Baby 'sleep sacks' might be safer than blankets
Infant sleeping bags, or sleep sacks, are at least as safe as other bedding in preventing sudden infant death syndrome (SIDS) and might be safer, a new analysis concludes.
SIDS is the sudden, unexplained death of a baby younger than 12 months. While little is known about the condition, factors like putting a baby to sleep face down, or using soft bedding, have been found to increase the risk of SIDS.
In response to prevention guidelines warning against putting infants to sleep with blankets, parents have been putting them to sleep in sleeping bags. These “bags” are sleeveless sacks that cover the shoulders, containing the rest of the body, with the arms outside of the sack to prevent it from rising over the head.
“Infant sleeping bags are used by many parents around the world but it is important not to assume that popularity is equivalent to safety,” said Alessandra Glover Williams of Britain’s Royal United Hospitals Bath.

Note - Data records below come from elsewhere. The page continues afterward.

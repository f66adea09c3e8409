//! Group Registry
//!
//! Tracks every active flow by peer address and hands out the report group a
//! new flow joins. Flows from a host that already has an active flow share its
//! group; otherwise a new group is created with the next (decreasing) id.
//!
//! Lock order: membership first, then the group-id counter. Neither lock is
//! ever held across an await point.

use std::collections::HashMap;
use std::net::{IpAddr, SocketAddr};
use std::sync::{Arc, Mutex, MutexGuard, PoisonError};

use tracing::debug;

use super::types::{GroupHandle, GroupId, RegistryEntry};

#[derive(Default)]
struct Members {
    entries: HashMap<SocketAddr, RegistryEntry>,
    /// Peers per host, in insertion order
    by_host: HashMap<IpAddr, Vec<SocketAddr>>,
    next_seq: u64,
}

/// Registry of active flows shared by the listener and the workers
pub struct GroupRegistry {
    members: Mutex<Members>,
    next_group: Mutex<i64>,
}

impl Default for GroupRegistry {
    fn default() -> Self {
        Self::new()
    }
}

/// Fold IPv4-mapped IPv6 addresses onto their IPv4 form.
pub fn normalize_addr(addr: SocketAddr) -> SocketAddr {
    match addr {
        SocketAddr::V6(v6) => match v6.ip().to_ipv4_mapped() {
            Some(v4) => SocketAddr::new(IpAddr::V4(v4), v6.port()),
            None => addr,
        },
        SocketAddr::V4(_) => addr,
    }
}

/// Host part of a peer address after normalization.
pub fn normalize_host(ip: IpAddr) -> IpAddr {
    normalize_addr(SocketAddr::new(ip, 0)).ip()
}

impl GroupRegistry {
    pub fn new() -> Self {
        Self {
            members: Mutex::new(Members::default()),
            next_group: Mutex::new(0),
        }
    }

    fn members(&self) -> MutexGuard<'_, Members> {
        self.members.lock().unwrap_or_else(PoisonError::into_inner)
    }

    /// Whether this exact peer address has an active flow.
    pub fn contains(&self, peer: SocketAddr) -> bool {
        self.members().entries.contains_key(&normalize_addr(peer))
    }

    /// Entry for this exact peer address.
    pub fn lookup(&self, peer: SocketAddr) -> Option<RegistryEntry> {
        self.members().entries.get(&normalize_addr(peer)).cloned()
    }

    /// Earliest registered entry from the same host, any port.
    pub fn lookup_host(&self, host: IpAddr) -> Option<RegistryEntry> {
        let members = self.members();
        members
            .by_host
            .get(&normalize_host(host))
            .and_then(|peers| peers.first())
            .and_then(|peer| members.entries.get(peer))
            .cloned()
    }

    /// Register a new flow and return the group it belongs to.
    pub fn register(&self, peer: SocketAddr) -> Arc<GroupHandle> {
        let peer = normalize_addr(peer);
        let mut members = self.members();

        if let Some(existing) = members.entries.get(&peer) {
            return Arc::clone(&existing.group);
        }

        let shared = members
            .by_host
            .get(&peer.ip())
            .and_then(|peers| peers.first())
            .and_then(|first| members.entries.get(first))
            .map(|entry| Arc::clone(&entry.group));

        let group = match shared {
            Some(group) => {
                debug!(peer = %peer, group = %group.id(), "Joining existing group");
                group
            }
            None => {
                let id = self.allocate_group_id();
                debug!(peer = %peer, group = %id, "Created new group");
                Arc::new(GroupHandle::new(id))
            }
        };
        group.add_flow();

        let seq = members.next_seq;
        members.next_seq += 1;
        members.entries.insert(
            peer,
            RegistryEntry {
                peer,
                group: Arc::clone(&group),
                seq,
            },
        );
        members.by_host.entry(peer.ip()).or_default().push(peer);

        group
    }

    fn allocate_group_id(&self) -> GroupId {
        let mut next = self.next_group.lock().unwrap_or_else(PoisonError::into_inner);
        *next -= 1;
        GroupId(*next)
    }

    /// Remove the flow for this exact peer address.
    pub fn remove(&self, peer: SocketAddr) -> Option<RegistryEntry> {
        let peer = normalize_addr(peer);
        let mut members = self.members();
        let entry = members.entries.remove(&peer)?;

        if let Some(peers) = members.by_host.get_mut(&peer.ip()) {
            peers.retain(|p| *p != peer);
            if peers.is_empty() {
                members.by_host.remove(&peer.ip());
            }
        }
        Some(entry)
    }

    pub fn len(&self) -> usize {
        self.members().entries.len()
    }

    pub fn is_empty(&self) -> bool {
        self.members().entries.is_empty()
    }

    /// All entries in registration order.
    pub fn snapshot(&self) -> Vec<RegistryEntry> {
        let mut entries: Vec<_> = self.members().entries.values().cloned().collect();
        entries.sort_by_key(|entry| entry.seq);
        entries
    }
}
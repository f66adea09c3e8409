//! Default flow worker: receive and account, never send test traffic.

use std::sync::Arc;
use std::time::Instant;

use async_trait::async_trait;
use tokio::io::AsyncReadExt;
use tokio::net::{TcpStream, UdpSocket};
use tracing::{debug, info, warn};

use super::acceptor::FlowSocket;
use super::worker::{FlowSettings, FlowWorker};
use crate::protocol::{DatagramMarker, DATAGRAM_HEADER_LEN, MAX_HEADER_LEN};
use crate::registry::{GroupHandle, GroupRegistry};
use crate::report::{prepare_final_reply, FlowReport, PacketSample};

/// Drains every flow and reports its totals
pub struct SinkWorker {
    registry: Arc<GroupRegistry>,
}

impl SinkWorker {
    pub fn new(registry: Arc<GroupRegistry>) -> Self {
        Self { registry }
    }

    async fn drain_datagrams(
        &self,
        flow: &FlowSettings,
        socket: &UdpSocket,
    ) -> anyhow::Result<()> {
        let mut report = FlowReport::new(Arc::clone(&flow.group));
        let mut buf = vec![0u8; flow.buffer_len.max(MAX_HEADER_LEN)];

        if let Some(first) = &flow.initial_datagram {
            let marker = DatagramMarker::decode(first)?;
            report.update(&PacketSample::from_marker(&marker, first.len()));
        }

        loop {
            let len = socket.recv(&mut buf).await?;
            if len < DATAGRAM_HEADER_LEN {
                continue;
            }
            let marker = DatagramMarker::decode(&buf[..len])?;
            report.update(&PacketSample::from_marker(&marker, len));

            if marker.is_termination() {
                let stats = report.close(Instant::now());
                self.registry.remove(flow.peer);

                prepare_final_reply(&mut buf[..len], Some(&stats))?;
                if let Err(e) = socket.send(&buf[..len]).await {
                    warn!(error = %e, "Failed to send final reply");
                }

                info!(
                    bytes = stats.total_bytes,
                    datagrams = stats.datagrams,
                    errors = stats.errors,
                    out_of_order = stats.out_of_order,
                    jitter_ms = stats.jitter * 1e3,
                    "Datagram flow complete"
                );
                return Ok(());
            }
        }
    }
}

#[async_trait]
impl FlowWorker for SinkWorker {
    async fn run(&self, mut flow: FlowSettings) -> anyhow::Result<()> {
        debug!(
            transport = %flow.transport,
            local = %flow.local,
            peer_version = ?flow.peer_version,
            "Sink worker serving flow"
        );

        match flow.socket {
            FlowSocket::Datagram(ref socket) => self.drain_datagrams(&flow, socket).await,
            FlowSocket::Stream(ref mut stream) => {
                drain_stream(stream, &flow.group, flow.buffer_len).await
            }
        }
    }
}

async fn drain_stream(
    stream: &mut TcpStream,
    group: &GroupHandle,
    buffer_len: usize,
) -> anyhow::Result<()> {
    let mut buf = vec![0u8; buffer_len];
    let mut total = 0u64;
    loop {
        let n = stream.read(&mut buf).await?;
        if n == 0 {
            break;
        }
        total += n as u64;
        group.record(n as u64, 0);
    }

    info!(bytes = total, "Stream flow complete");
    Ok(())
}
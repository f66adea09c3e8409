//! Group Registry Module
//!
//! Active flows keyed by peer address and the report groups they share.

pub mod manager;
pub mod types;

pub use manager::{normalize_addr, normalize_host, GroupRegistry};
pub use types::*;
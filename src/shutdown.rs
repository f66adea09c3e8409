//! Graceful Shutdown Handling
//!
//! Interrupts reach the listener through a watch channel so that a blocked
//! accept or receive wakes up and sees why it was woken. SIGTERM and SIGINT
//! request a shutdown; the run-duration timer requests an expiry, which a
//! repeating listener clears and ignores.

use std::sync::Arc;
use std::time::Duration;
use tokio::signal;
use tokio::sync::watch;
use tracing::{debug, info, warn};
use crate::Result;

/// Why the listener was interrupted
#[derive(Debug, Clone, Copy, PartialEq, Eq)]
pub enum InterruptReason {
    /// Termination requested; the session ends.
    Shutdown,
    /// The run duration timer fired.
    DurationExpired,
}

/// Shutdown coordinator that fans interrupts out to the listener and workers
#[derive(Clone)]
pub struct ShutdownCoordinator {
    interrupt_tx: Arc<watch::Sender<Option<InterruptReason>>>,
    /// Grace period granted to running flows
    timeout: Duration,
}

impl ShutdownCoordinator {
    /// Create a new shutdown coordinator
    pub fn new(timeout: Duration) -> Self {
        let (interrupt_tx, _) = watch::channel(None);
        Self {
            interrupt_tx: Arc::new(interrupt_tx),
            timeout,
        }
    }

    /// Get a signal handle for a component that must react to interrupts
    pub fn subscribe(&self) -> ShutdownSignal {
        ShutdownSignal {
            tx: Arc::clone(&self.interrupt_tx),
            rx: self.interrupt_tx.subscribe(),
        }
    }

    pub fn timeout(&self) -> Duration {
        self.timeout
    }

    /// Raise an interrupt. A pending shutdown is never downgraded to an expiry.
    pub fn trigger(&self, reason: InterruptReason) {
        self.interrupt_tx.send_modify(|current| {
            if *current != Some(InterruptReason::Shutdown) {
                *current = Some(reason);
            }
        });
        debug!(reason = ?reason, "Interrupt raised");
    }

    /// Request termination.
    pub fn shutdown(&self) {
        self.trigger(InterruptReason::Shutdown);
    }

    /// Report that the run duration elapsed.
    pub fn expire(&self) {
        self.trigger(InterruptReason::DurationExpired);
    }

    pub fn is_shutting_down(&self) -> bool {
        *self.interrupt_tx.borrow() == Some(InterruptReason::Shutdown)
    }

    /// Start listening for shutdown signals (SIGTERM, SIGINT)
    pub async fn listen_for_signals(&self) -> Result<()> {
        info!("Starting shutdown signal listener");

        #[cfg(unix)]
        {
            let mut sigterm = signal::unix::signal(signal::unix::SignalKind::terminate())?;
            let mut sigint = signal::unix::signal(signal::unix::SignalKind::interrupt())?;

            tokio::select! {
                _ = sigterm.recv() => {
                    info!("Received SIGTERM, initiating graceful shutdown");
                }
                _ = sigint.recv() => {
                    info!("Received SIGINT, initiating graceful shutdown");
                }
                _ = signal::ctrl_c() => {
                    info!("Received Ctrl+C, initiating graceful shutdown");
                }
            }
        }

        #[cfg(windows)]
        {
            signal::ctrl_c().await?;
            info!("Received Ctrl+C, initiating graceful shutdown");
        }

        self.shutdown();
        Ok(())
    }

    /// Raise a duration expiry once `duration` has passed.
    pub fn spawn_duration_timer(&self, duration: Duration) -> tokio::task::JoinHandle<()> {
        let coordinator = self.clone();
        tokio::spawn(async move {
            tokio::time::sleep(duration).await;
            if coordinator.is_shutting_down() {
                return;
            }
            warn!(duration = ?duration, "Run duration elapsed");
            coordinator.expire();
        })
    }
}

/// Receiving side of the interrupt channel
#[derive(Clone)]
pub struct ShutdownSignal {
    tx: Arc<watch::Sender<Option<InterruptReason>>>,
    rx: watch::Receiver<Option<InterruptReason>>,
}

impl ShutdownSignal {
    /// Wait for an interrupt that has not been cleared yet.
    pub async fn recv(&mut self) -> InterruptReason {
        loop {
            if let Some(reason) = *self.rx.borrow_and_update() {
                return reason;
            }
            if self.rx.changed().await.is_err() {
                std::future::pending::<()>().await;
            }
        }
    }

    /// Wait for a shutdown only; duration expiries are ignored.
    pub async fn shutdown_requested(&mut self) {
        loop {
            if *self.rx.borrow_and_update() == Some(InterruptReason::Shutdown) {
                return;
            }
            if self.rx.changed().await.is_err() {
                std::future::pending::<()>().await;
            }
        }
    }

    /// The interrupt currently raised, if any.
    pub fn pending(&self) -> Option<InterruptReason> {
        *self.rx.borrow()
    }

    /// Acknowledge a duration expiry so the next wait blocks again.
    /// Returns false when a shutdown is pending, which cannot be cleared.
    pub fn clear(&mut self) -> bool {
        self.tx.send_if_modified(|current| {
            if *current == Some(InterruptReason::DurationExpired) {
                *current = None;
                true
            } else {
                false
            }
        });
        self.rx.borrow_and_update().is_none()
    }
}

#[cfg(test)]
mod tests {
    use super::*;

    #[tokio::test]
    async fn test_shutdown_signal_broadcast() {
        let coordinator = ShutdownCoordinator::new(Duration::from_secs(5));
        let mut first = coordinator.subscribe();
        let mut second = coordinator.subscribe();

        coordinator.shutdown();

        assert_eq!(first.recv().await, InterruptReason::Shutdown);
        assert_eq!(second.recv().await, InterruptReason::Shutdown);
    }

    #[tokio::test]
    async fn test_expiry_does_not_override_shutdown() {
        let coordinator = ShutdownCoordinator::new(Duration::from_secs(5));
        let signal = coordinator.subscribe();

        coordinator.shutdown();
        coordinator.expire();

        assert_eq!(signal.pending(), Some(InterruptReason::Shutdown));
    }

    #[tokio::test]
    async fn test_signal_waits_until_raised() {
        let coordinator = ShutdownCoordinator::new(Duration::from_secs(5));
        let mut signal = coordinator.subscribe();

        let waited = tokio::time::timeout(Duration::from_millis(50), signal.recv()).await;
        assert!(waited.is_err());

        let trigger = coordinator.clone();
        tokio::spawn(async move {
            tokio::time::sleep(Duration::from_millis(20)).await;
            trigger.expire();
        });
        assert_eq!(signal.recv().await, InterruptReason::DurationExpired);
    }

    #[tokio::test]
    async fn test_expiry_can_be_cleared_but_shutdown_cannot() {
        let coordinator = ShutdownCoordinator::new(Duration::from_secs(5));
        let mut signal = coordinator.subscribe();

        coordinator.expire();
        assert!(signal.clear());
        assert_eq!(signal.pending(), None);

        coordinator.shutdown();
        assert!(!signal.clear());
        assert_eq!(signal.pending(), Some(InterruptReason::Shutdown));
    }
}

Williams and her colleague Fiona Finlay analyzed four previous studies of Austrian, Mongolian, Dutch and English infants that examined the impact of sleeping bags on risk of SIDS or SIDS risk factors. They reported their findings in the journal Archives of Disease in Childhood.
“There are not many trials looking into infant sleeping bags and risk of SIDS but those available are of high quality,” Williams said.
Two of the studies looked at the effect of infant sleeping bags on the risk of SIDS. The other two considered temperature regulation.
The Dutch study, published in 1998, found that cotton sleeping bags lowered the risk of SIDS by 65 percent and that babies who wore them were less likely to turn prone or face-down.
The English study found at first that sleep sacks did decrease babies’ risk of SIDS. But after the researchers accounted for other factors affecting SIDS risk, they could no longer say for sure that the lower SIDS rate was actually due to wearing the sleep sacks.
The Austrian study found that infants stayed just as warm when they slept in sleep sacks as when wrapped in blankets. The study in Mongolian babies found similar body temperatures in infants wearing sleep sacks or swaddled.
The Lullaby Trust, a British charity that aims to prevent unexpected deaths in infancy, recommends sleeping bags for babies as a good alternative to blankets but does not specifically say they reduce the chance of SIDS.
“I think most UK parents are aware of SIDS,” said Dr. Joanna Garstang of the University of Warwick, who reviewed the paper.
“Most (SIDS) deaths in the UK now occur in socially deprived families who struggle to engage with safe sleep messages,” Garstang said. “Sadly, a very common scenario is of a baby dying co-sleeping with parents who have consumed significant amounts of alcohol or taken drugs.”
“Sleeping bags are generally used by higher income families who are anyway at the lowest risk of SIDS,” she adds.
Launched in the 1990s, the Back To Sleep public education campaign, now renamed Safe to Sleep, has strived to educate caregivers about SIDS and ways to reduce it. Since the campaign began, SIDS rates have fallen dramatically, although the condition remains a leading cause of death for American infants.
Because SIDS is rare, “it is hard to accumulate enough data to fully understand what factors might come together to cause (it),” said Dr. David Schwebel of the University of Alabama at Birmingham, who was not involved in the study.
Garstang said the main limitation of the new analysis is that it lacked data, since there are very few publications about sleeping bags and SIDS. Dr. Schwebel agrees.
“The studies reviewed are excellent, but there are few of them, and some of them (were small),” he said. “The overall conclusion is that there is some evidence these sleeping bags are safe when used properly, and at least some initial indication they could help to prevent SIDS. But the evidence is preliminary right now, not definitive.”